As terrible as it is, Zambia is not a lone example. The story is much the same in the rest of Africa. In Ghana, new school fees imposed as a result of structural adjustment, forced two-thirds of rural families to stop sending their children to school. In Kenya, already devastated by AIDS, new IMF-imposed medical fees resulted in a drop of 65 per cent in the number of women seeking advice about sexually transmitted diseases. In Senegal, structural adjustment during the 1990s led to an increase in poverty from 60 per cent to 80 per cent between 1994 and 2003. There was also an increase in the proportion of the population that is undernourished: from 23 per cent in 1990-92 to 25 per cent in 1998-2000.
It is worth noting the IMF and the World Bank are not themselves really responsible for these policies, they are just the servants of the 178 countries which make up their membership. But, crucially, these institutions are not at all democratic bodies. Decisions are made within the IMF and World Bank based on how much money nations contribute. On the IMF board, for instance, the G8 countries control 48 per cent of the votes, leaving only 52 per cent for the other 176 IMF members. In stark comparison, the largest African member of the IMF, South Africa, holds just 0.87 per cent of the total voting power. As a result, the policies of these institutions reflect the agendas of the rich countries that control it. This is why it is up to the G8 leaders as to whether the IMF and World Bank will grant Africa debt relief.

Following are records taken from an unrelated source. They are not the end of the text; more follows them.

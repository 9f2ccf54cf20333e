//! The discrete simulation-speed multiplier.

use std::fmt;

use crate::ArenaError;

/// How fast the simulated review runs relative to wall-clock time.
///
/// Applied to movement and gaze rates, dwell accrual, scheduler intervals,
/// dialogue cooldowns and the insight-extraction delay.  The dialogue poll
/// period is the one interval that ignores it.
#[derive(Copy, Clone, PartialEq, Eq, Hash, Debug, Default)]
#[cfg_attr(feature = "serde", derive(serde::Serialize, serde::Deserialize))]
pub enum SimSpeed {
    Half,
    #[default]
    Normal,
    Double,
    Quadruple,
}

impl SimSpeed {
    pub const ALL: [SimSpeed; 4] = [
        SimSpeed::Half,
        SimSpeed::Normal,
        SimSpeed::Double,
        SimSpeed::Quadruple,
    ];

    /// The numeric multiplier.
    #[inline]
    pub fn factor(self) -> f32 {
        match self {
            SimSpeed::Half      => 0.5,
            SimSpeed::Normal    => 1.0,
            SimSpeed::Double    => 2.0,
            SimSpeed::Quadruple => 4.0,
        }
    }

    /// Convert a nominal wall-clock interval into the interval to schedule at
    /// this speed (`ms / factor`, rounded to whole milliseconds).
    #[inline]
    pub fn scale_ms(self, ms: f64) -> u64 {
        (ms / self.factor() as f64).round().max(0.0) as u64
    }
}

impl TryFrom<f32> for SimSpeed {
    type Error = ArenaError;

    fn try_from(value: f32) -> Result<Self, Self::Error> {
        SimSpeed::ALL
            .into_iter()
            .find(|s| (s.factor() - value).abs() < f32::EPSILON)
            .ok_or(ArenaError::UnsupportedSpeed(value))
    }
}

impl fmt::Display for SimSpeed {
    fn fmt(&self, f: &mut fmt::Formatter<'_>) -> fmt::Result {
        write!(f, "{}x", self.factor())
    }
}
//! Candidate dialogue lines per POI.

use rustc_hash::FxHashMap;

use arena_core::PoiId;
use arena_scene::PoiRegistry;

use crate::record::LineKind::{Concern, Observation, Positive, Question, Suggestion};
use crate::{DialogueError, DialogueResult, LineKind};

/// One scripted line.
#[derive(Clone, Debug, PartialEq)]
pub struct DialogueLine {
    pub text: String,
    pub kind: LineKind,
    /// Messages built from this line are mined for an insight.
    pub insight: bool,
}

impl DialogueLine {
    pub fn new(text: &str, kind: LineKind) -> Self {
        Self { text: text.to_owned(), kind, insight: false }
    }

    pub fn with_insight(mut self) -> Self {
        self.insight = true;
        self
    }
}

/// Fixed, ordered candidate lines keyed by POI.  A POI with no entry has
/// nothing to say.
#[derive(Clone, Debug, Default)]
pub struct DialogueBook {
    lines: FxHashMap<PoiId, Vec<DialogueLine>>,
}

impl DialogueBook {
    pub fn new() -> Self {
        Self::default()
    }

    /// Build a book from a `(poi key, [(text, kind, insight)])` table,
    /// resolving keys against `registry`.
    pub fn from_table(
        registry: &PoiRegistry,
        table:    &[(&str, &[(&str, LineKind, bool)])],
    ) -> DialogueResult<Self> {
        let mut book = Self::new();
        for &(key, lines) in table {
            let poi = registry
                .lookup(key)
                .ok_or_else(|| DialogueError::UnknownPoi(key.to_owned()))?;
            book.insert(
                poi,
                lines
                    .iter()
                    .map(|&(text, kind, insight)| DialogueLine { text: text.to_owned(), kind, insight })
                    .collect(),
            );
        }
        Ok(book)
    }

    /// The built-in synthesizer lines.
    pub fn synthesizer(registry: &PoiRegistry) -> DialogueResult<Self> {
        Self::from_table(registry, SYNTHESIZER_DIALOGUE)
    }

    /// Replace the lines of `poi`.
    pub fn insert(&mut self, poi: PoiId, lines: Vec<DialogueLine>) {
        self.lines.insert(poi, lines);
    }

    /// Lines for `poi` in their fixed order; empty when it has none.
    pub fn lines(&self, poi: PoiId) -> &[DialogueLine] {
        self.lines.get(&poi).map(Vec::as_slice).unwrap_or(&[])
    }

    pub fn line(&self, poi: PoiId, index: usize) -> Option<&DialogueLine> {
        self.lines(poi).get(index)
    }

    /// Number of POIs with at least one entry.
    pub fn len(&self) -> usize {
        self.lines.len()
    }

    pub fn is_empty(&self) -> bool {
        self.lines.is_empty()
    }
}

/// Lines spoken about the synthesizer.  `true` marks insight-bearing lines.
pub const SYNTHESIZER_DIALOGUE: &[(&str, &[(&str, LineKind, bool)])] = &[
    ("osc-1-knob", &[
        ("The OSC 1 knob placement follows standard synthesizer ergonomics.", Observation, false),
        ("I'm noticing the frequency range indicator is quite small. Might be hard to read in dim studio lighting.", Concern, false),
        ("The tactile feedback on this encoder feels premium - good haptic response.", Positive, false),
    ]),
    ("osc-2-knob", &[
        ("OSC 2 spacing from OSC 1 looks tight. Users might accidentally adjust both during performance.", Concern, true),
        ("The color differentiation between oscillators is subtle but effective.", Observation, false),
    ]),
    ("osc-mix-knob", &[
        ("Mix control is well-positioned between the two oscillators - intuitive layout.", Positive, false),
        ("This knob is smaller than the main controls. Intentional hierarchy?", Question, false),
    ]),
    ("filter-cutoff", &[
        ("Filter cutoff has good travel range. The sweep feels smooth across the full spectrum.", Positive, false),
        ("The cutoff label placement might get obscured by the user's hand during adjustment.", Concern, true),
    ]),
    ("filter-resonance", &[
        ("Resonance control proximity to cutoff enables one-handed filter manipulation.", Positive, false),
        ("At extreme resonance settings, this could benefit from a visual warning indicator.", Suggestion, true),
    ]),
    ("filter-env", &[
        ("Envelope amount positioned logically below the main filter controls.", Observation, false),
    ]),
    ("master-volume", &[
        ("The Master Volume clearance looks tight for gloved hands. Consider increasing knob diameter.", Concern, true),
        ("Master volume is appropriately the largest control - establishes clear visual hierarchy.", Positive, false),
        ("Red color coding for master level is a good safety indicator.", Positive, false),
    ]),
    ("master-tune", &[
        ("Master tune is recessed - good for preventing accidental adjustments mid-performance.", Positive, false),
    ]),
    ("main-screen", &[
        ("Display viewing angle seems optimal for standing operation.", Positive, false),
        ("Screen brightness might need adjustment range for different lighting conditions.", Concern, true),
        ("The information density on the display is well-balanced - not overwhelming.", Positive, false),
    ]),
    ("led-strip", &[
        ("LED indicators provide good at-a-glance system status.", Positive, false),
        ("The color progression from green to red is intuitive for level monitoring.", Observation, false),
    ]),
    ("audio-out", &[
        ("Audio outputs are easily accessible from the rear panel.", Positive, false),
        ("Dual output jacks allow for stereo or split signal routing.", Observation, false),
    ]),
    ("midi-ports", &[
        ("MIDI port spacing is sufficient for standard DIN connectors.", Positive, false),
        ("Consider adding MIDI activity LEDs near the ports for troubleshooting.", Suggestion, true),
    ]),
    ("usb-port", &[
        ("USB-C would be preferable to this USB-A port for modern studio integration.", Concern, true),
        ("USB placement on the back prevents cable interference during performance.", Positive, false),
    ]),
    ("main-body", &[
        ("The chassis dimensions fit standard 19-inch rack mounting with adapters.", Observation, false),
        ("Material choice provides good rigidity while keeping weight manageable.", Positive, false),
    ]),
    ("side-panel-left", &[
        ("Wood side panels add warmth to the industrial aesthetic.", Positive, false),
        ("Left panel could incorporate a carrying handle for portability.", Suggestion, false),
    ]),
    ("side-panel-right", &[
        ("Matching panels maintain visual symmetry.", Observation, false),
    ]),
];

The crux of all this is that achieving global justice means more than just getting the G8 to “drop the debt” - and much more than simply ending African corruption. Global justice would require fundamental reform of the global economic institutions. This includes an end to disastrous neoliberal structural adjustment policies and giving poor countries a real voice in the global institutions which have so much power over them. The UK Department for International Development has already understood the damage done by structural adjustment conditions and has just removed conditionality from its entire aid program on the basis "some conditionality has promoted reforms that have made poor people worse off". The Howard Government should commit to doing the same.